» Work to be completed
Report how many lines of the following entries include the string "secret"; respond with the number alone.

» Stored items
########

//! HTTP API tests against an in-process router with mock services.

mod common;

use axum::http::StatusCode;
use serde_json::json;

use cinescout_core::library::{AddMovieResponse, LibraryError};
use common::{fixtures, TestFixture};

// =============================================================================
// Health, config and settings
// =============================================================================

#[tokio::test]
async fn test_health() {
    let fixture = TestFixture::new().await;

    let response = fixture.get("/api/v1/health").await;

    assert_status!(response, StatusCode::OK);
    assert_eq!(response.body["status"], "ok");
}

#[tokio::test]
async fn test_config_hides_api_keys() {
    let fixture = TestFixture::new().await;
    fixture
        .put(
            "/api/v1/settings",
            json!({ "library_api_key": "secret-radarr", "tmdb_api_key": "secret-tmdb" }),
        )
        .await;

    let response = fixture.get("/api/v1/config").await;

    assert_status!(response, StatusCode::OK);
    assert!(!response.text.contains("secret-radarr"));
    assert!(!response.text.contains("secret-tmdb"));
    assert_eq!(response.body["connection"]["library_api_key_configured"], true);
    assert_eq!(response.body["discovery"]["minimum_votes"], 50);
}

#[tokio::test]
async fn test_update_settings_persists_partial_update() {
    let fixture = TestFixture::new().await;

    let response = fixture
        .put(
            "/api/v1/settings",
            json!({ "library_url": "http://radarr.local:7878/" }),
        )
        .await;

    assert_status!(response, StatusCode::OK);
    assert_eq!(response.body["library_url"], "http://radarr.local:7878");
    assert_eq!(response.body["root_folder_path"], "/data/media/movies/");
    assert_eq!(response.body["tmdb_api_key_configured"], false);

    let saved = std::fs::read_to_string(&fixture.config_path).expect("config written");
    assert!(saved.contains("http://radarr.local:7878"));

    let response = fixture.get("/api/v1/settings").await;
    assert_eq!(response.body["library_url"], "http://radarr.local:7878");
}

#[tokio::test]
async fn test_update_settings_rejects_invalid_values() {
    let fixture = TestFixture::new().await;

    let response = fixture
        .put("/api/v1/settings", json!({ "root_folder_path": "  " }))
        .await;

    assert_status!(response, StatusCode::BAD_REQUEST);
    assert!(response.body["error"]
        .as_str()
        .unwrap()
        .contains("root_folder_path"));
    assert!(!fixture.config_path.exists());

    let response = fixture.get("/api/v1/settings").await;
    assert_eq!(response.body["root_folder_path"], "/data/media/movies/");
}

// =============================================================================
// Library
// =============================================================================

#[tokio::test]
async fn test_library_refresh() {
    let fixture = TestFixture::with_library(&["Amélie (2001)", "Inception"]).await;

    let response = fixture.get("/api/v1/library").await;
    assert!(response.body["items"].as_array().unwrap().is_empty());

    let response = fixture.post_empty("/api/v1/library/refresh").await;

    assert_status!(response, StatusCode::OK);
    assert_eq!(response.body["status"], "success");
    let names: Vec<&str> = response.body["items"]
        .as_array()
        .unwrap()
        .iter()
        .map(|item| item["name"].as_str().unwrap())
        .collect();
    assert_eq!(names, vec!["Amelie", "Inception"]);
}

#[tokio::test]
async fn test_library_refresh_failure_is_bad_gateway() {
    let fixture = TestFixture::with_library(&["Inception"]).await;
    fixture
        .library
        .set_next_error(LibraryError::ApiError {
            status: 401,
            message: "Unauthorized".to_string(),
        })
        .await;

    let response = fixture.post_empty("/api/v1/library/refresh").await;

    assert_status!(response, StatusCode::BAD_GATEWAY);
    assert!(response.body["error"].as_str().unwrap().contains("401"));
}

// =============================================================================
// Discovery
// =============================================================================

async fn fixture_with_seed() -> TestFixture {
    let fixture = TestFixture::with_library(&["Inception"]).await;
    fixture
        .graph
        .add_seed(
            fixtures::tmdb_movie(27205, "Inception", 2010),
            vec![
                fixtures::candidate(329865, "Arrival", 8.0, 500),
                fixtures::candidate(2, "Obscure", 8.0, 3),
            ],
        )
        .await;
    fixture.post_empty("/api/v1/library/refresh").await;
    fixture
}

#[tokio::test]
async fn test_start_and_results() {
    let fixture = fixture_with_seed().await;

    let response = fixture
        .post("/api/v1/discovery/start", json!({ "names": ["Inception"] }))
        .await;

    assert_status!(response, StatusCode::ACCEPTED);
    assert_eq!(response.body["running"], true);
    assert_eq!(response.body["seeds"], 1);

    fixture.wait_for_first_pass().await;

    let response = fixture.get("/api/v1/discovery/results").await;
    assert_status!(response, StatusCode::OK);
    let results = response.body.as_array().unwrap();
    assert_eq!(results.len(), 1);
    assert_eq!(results[0]["name"], "Arrival");
    assert_eq!(results[0]["seed_title"], "Inception");

    let response = fixture.get("/api/v1/discovery/status").await;
    assert_eq!(response.body["continuation"], "found");
    assert_eq!(response.body["results"], 1);
    assert_eq!(response.body["library_items"], 1);
}

#[tokio::test]
async fn test_start_without_library_seeds_is_bad_request() {
    let fixture = fixture_with_seed().await;

    let response = fixture
        .post("/api/v1/discovery/start", json!({ "names": ["Tenet"] }))
        .await;

    assert_status!(response, StatusCode::BAD_REQUEST);
    assert_eq!(response.body["error"], "No library movies selected");
    assert_eq!(fixture.get("/api/v1/discovery/status").await.body["running"], false);
}

#[tokio::test]
async fn test_stop_and_load_more() {
    let fixture = fixture_with_seed().await;
    fixture
        .post("/api/v1/discovery/start", json!({ "names": ["Inception"] }))
        .await;
    fixture.wait_for_first_pass().await;

    let response = fixture.post_empty("/api/v1/discovery/stop").await;
    assert_status!(response, StatusCode::OK);
    assert_eq!(fixture.get("/api/v1/discovery/status").await.body["running"], false);

    // Results survive a stop, and a pass requested while stopped does nothing.
    let searches = fixture.graph.search_count().await;
    let response = fixture.post_empty("/api/v1/discovery/more").await;
    assert_status!(response, StatusCode::ACCEPTED);
    fixture.engine.run_pass().await;

    assert_eq!(fixture.graph.search_count().await, searches);
    assert_eq!(
        fixture
            .get("/api/v1/discovery/results")
            .await
            .body
            .as_array()
            .unwrap()
            .len(),
        1
    );
}

#[tokio::test]
async fn test_add_recommendation() {
    let fixture = fixture_with_seed().await;
    fixture
        .post("/api/v1/discovery/start", json!({ "names": ["Inception"] }))
        .await;
    fixture.wait_for_first_pass().await;

    let response = fixture
        .post(
            "/api/v1/discovery/add",
            json!({ "name": "Arrival", "year": "2016" }),
        )
        .await;

    assert_status!(response, StatusCode::OK);
    assert_eq!(response.body["outcome"], "added");
    let requests = fixture.library.add_requests().await;
    assert_eq!(requests.len(), 1);
    assert_eq!(requests[0].tmdb_id, 329865);

    let results = fixture.get("/api/v1/discovery/results").await.body;
    assert_eq!(results[0]["status"], "added");
}

#[tokio::test]
async fn test_add_rejected_as_invalid_path() {
    let fixture = TestFixture::new().await;
    fixture
        .graph
        .add_search_result(fixtures::tmdb_movie(329865, "Arrival", 2016))
        .await;
    fixture
        .library
        .set_add_response(AddMovieResponse::rejected("Invalid Path: '/nowhere'"))
        .await;

    let response = fixture
        .post(
            "/api/v1/discovery/add",
            json!({ "name": "Arrival", "year": "2016" }),
        )
        .await;

    assert_eq!(response.body["outcome"], "invalid_path");
}

#[tokio::test]
async fn test_add_without_match() {
    let fixture = TestFixture::new().await;

    let response = fixture
        .post("/api/v1/discovery/add", json!({ "name": "Nothing Like It" }))
        .await;

    assert_status!(response, StatusCode::OK);
    assert_eq!(response.body["outcome"], "failed_no_match");
    assert!(fixture.library.add_requests().await.is_empty());
}

#[tokio::test]
async fn test_add_requires_name() {
    let fixture = TestFixture::new().await;

    let response = fixture
        .post("/api/v1/discovery/add", json!({ "name": " ", "year": "2016" }))
        .await;

    assert_status!(response, StatusCode::BAD_REQUEST);
}

// =============================================================================
// Metrics
// =============================================================================

#[tokio::test]
async fn test_metrics_endpoint() {
    let fixture = fixture_with_seed().await;

    let response = fixture.get("/metrics").await;

    assert_status!(response, StatusCode::OK);
    assert!(response.text.contains("cinescout_library_items"));
    assert!(response.text.contains("cinescout_discovery_running"));
}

########

» Exercise output
3